The light sinks today with an enthusiasm
I have known elsewhere, and known why
A friend’s strained eyes beckon from
“GoFundMe”—I slump at his fall. He struggles
today but I am larger today because of his
existence. Once, his pale hand reached out
of an alley’s dimness to guide me up, to help
me stand. What dank cave hosted him from
unrelenting storms? Perhaps the one where
stalactites interrupt uneasy sleep when they
fall? Such is a detail memorized by my mind
‘s eye—but surely everyone is familiar with how
people fall, and how it’s not that different from
the trajectory of angels. “Easy to give what one
can,” the saying goes.

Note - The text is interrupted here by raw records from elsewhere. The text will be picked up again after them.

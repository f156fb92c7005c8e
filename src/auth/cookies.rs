//! Netscape 格式 Cookie 文件的读取与生成。
//!
//! 每行 7 个 TAB 分隔字段：`domain`, `tailmatch`, `path`, `secure`,
//! `expires`, `name`, `value`。以 `#` 开头的行和空行会被忽略，
//! 但浏览器导出时 HttpOnly 的 Cookie 带有 `#HttpOnly_` 前缀，仍然是有效条目。

use std::fmt;

use thiserror::Error;
use tracing::{debug, warn};

use super::session::{CSRF_COOKIE, SESSION_COOKIE, SessionCredentials};

pub const NETSCAPE_HEADER: &str = "# Netscape HTTP Cookie File";

const HTTP_ONLY_PREFIX: &str = "#HttpOnly_";

/// 会话 Cookie 的作用域
pub const COOKIE_DOMAIN: &str = ".coursera.org";

#[derive(Clone, PartialEq, Eq)]
pub struct CookieLine {
    pub domain: String,
    pub tailmatch: bool,
    pub path: String,
    pub secure: bool,
    pub expires: u64,
    pub name: String,
    value: String,
}

impl CookieLine {
    pub fn new(
        domain: impl Into<String>,
        path: impl Into<String>,
        secure: bool,
        name: impl Into<String>,
        value: impl Into<String>,
    ) -> Self {
        let domain = domain.into();
        Self {
            tailmatch: domain.starts_with('.'),
            domain,
            path: path.into(),
            secure,
            expires: 0,
            name: name.into(),
            value: value.into(),
        }
    }

    pub fn value(&self) -> &str {
        &self.value
    }

    /// 写入 Cookie 存储时使用的来源地址
    pub fn origin_url(&self) -> Option<url::Url> {
        let scheme = if self.secure { "https" } else { "http" };
        let host = self.domain.trim_start_matches('.');
        let path = if self.path.starts_with('/') {
            self.path.as_str()
        } else {
            "/"
        };
        url::Url::parse(&format!("{}://{}{}", scheme, host, path)).ok()
    }

    fn render(&self) -> String {
        format!(
            "{}\t{}\t{}\t{}\t{}\t{}\t{}",
            self.domain,
            bool_field(self.tailmatch),
            self.path,
            bool_field(self.secure),
            self.expires,
            self.name,
            self.value
        )
    }
}

impl fmt::Debug for CookieLine {
    fn fmt(&self, f: &mut fmt::Formatter<'_>) -> fmt::Result {
        f.debug_struct("CookieLine")
            .field("domain", &self.domain)
            .field("path", &self.path)
            .field("secure", &self.secure)
            .field("name", &self.name)
            .field("value", &"[REDACTED]")
            .finish()
    }
}

#[derive(Debug, Error)]
pub enum CookieError {
    #[error("第 {line} 行格式错误: {reason}")]
    InvalidLine { line: usize, reason: String },

    #[error("文件中没有任何有效的 Cookie")]
    NoCookiesFound,
}

/// 解析 Netscape Cookie 文件内容，格式错误的行会被跳过并记录警告
pub fn parse_netscape_cookies(text: &str) -> Result<Vec<CookieLine>, CookieError> {
    let mut cookies = Vec::new();
    let mut data_lines = 0;

    for (idx, line) in text.lines().enumerate() {
        let line = line.trim_end();
        let line = line.strip_prefix(HTTP_ONLY_PREFIX).unwrap_or(line);
        if line.is_empty() || line.starts_with('#') {
            continue;
        }
        data_lines += 1;

        match parse_cookie_line(line, idx + 1) {
            Ok(cookie) => {
                debug!("读取 Cookie: {} ({})", cookie.name, cookie.domain);
                cookies.push(cookie);
            }
            Err(e) => warn!("跳过格式错误的 Cookie 行: {}", e),
        }
    }

    if cookies.is_empty() && data_lines > 0 {
        return Err(CookieError::NoCookiesFound);
    }

    Ok(cookies)
}

fn parse_cookie_line(line: &str, line_number: usize) -> Result<CookieLine, CookieError> {
    let fields: Vec<&str> = line.split('\t').collect();
    if fields.len() != 7 {
        return Err(CookieError::InvalidLine {
            line: line_number,
            reason: format!("需要 7 个字段，实际 {} 个", fields.len()),
        });
    }

    let parse_bool = |value: &str, name: &str| match value {
        "TRUE" => Ok(true),
        "FALSE" => Ok(false),
        other => Err(CookieError::InvalidLine {
            line: line_number,
            reason: format!("{} 字段应为 TRUE 或 FALSE，实际为 {}", name, other),
        }),
    };

    let expires = fields[4]
        .parse::<u64>()
        .map_err(|_| CookieError::InvalidLine {
            line: line_number,
            reason: format!("无效的过期时间: {}", fields[4]),
        })?;

    Ok(CookieLine {
        domain: fields[0].to_string(),
        tailmatch: parse_bool(fields[1], "tailmatch")?,
        path: fields[2].to_string(),
        secure: parse_bool(fields[3], "secure")?,
        expires,
        name: fields[5].to_string(),
        value: fields[6].to_string(),
    })
}

fn bool_field(value: bool) -> &'static str {
    if value { "TRUE" } else { "FALSE" }
}

/// 生成 Netscape 格式的 Cookie 文件，第一行总是文件头注释
pub fn render_netscape_cookies(cookies: &[CookieLine]) -> String {
    let mut out = String::from(NETSCAPE_HEADER);
    out.push('\n');
    for cookie in cookies {
        out.push_str(&cookie.render());
        out.push('\n');
    }
    out
}

/// 把内存中的会话凭据导出为 Cookie 文件内容
pub fn credentials_to_netscape(credentials: &SessionCredentials) -> String {
    let cookies = [
        CookieLine::new(COOKIE_DOMAIN, "/", true, CSRF_COOKIE, credentials.csrf_token()),
        CookieLine::new(COOKIE_DOMAIN, "/", true, SESSION_COOKIE, credentials.session()),
    ];
    render_netscape_cookies(&cookies)
}

/// 按名字查找 Cookie 值，同名时取最后一个
pub fn find_cookie<'a>(cookies: &'a [CookieLine], name: &str) -> Option<&'a str> {
    cookies
        .iter()
        .rev()
        .find(|c| c.name == name)
        .map(|c| c.value())
}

I go, “Easier, actually, to
give what one cannot.” Behind eyes burning
from strain lies the knowledge: “the earth
doesn’t / turn /
it’s deflected.”

 

Editor’s Note: The final lines are quoted from the poem “Psyche & Eros,” by Rosmarie Waldrop. Originally published as a pamphlet (Spectacular Diseases, 1980), the poem may also be found in Waldrop’s Gap Gardening: Selected Poems (New Directions Publishing, 2016 ).

 

Eileen R. Tabios has released about 50 collections of poetry, fiction, essays, and experimental biographies from publishers in eight countries and cyberspace. Her most recent include The Opposite of Claustrophobia (Knives, Forks and Spoons Press, 2017) and Amnesia: Somebody’s Memoir (Black Radish Books, 2016). Forthcoming poetry collections include Mantattan: An Archaeology (Paloma Press, 2017). Inventor of the poetry form “hay(na)ku,” her poetry has been translated into eight languages. She also has edited, co-edited or conceptualized 12 anthologies of poetry, fiction and essays as well as served as editor or guest editor for various literary journals. More information is available at eileenrtabios.com.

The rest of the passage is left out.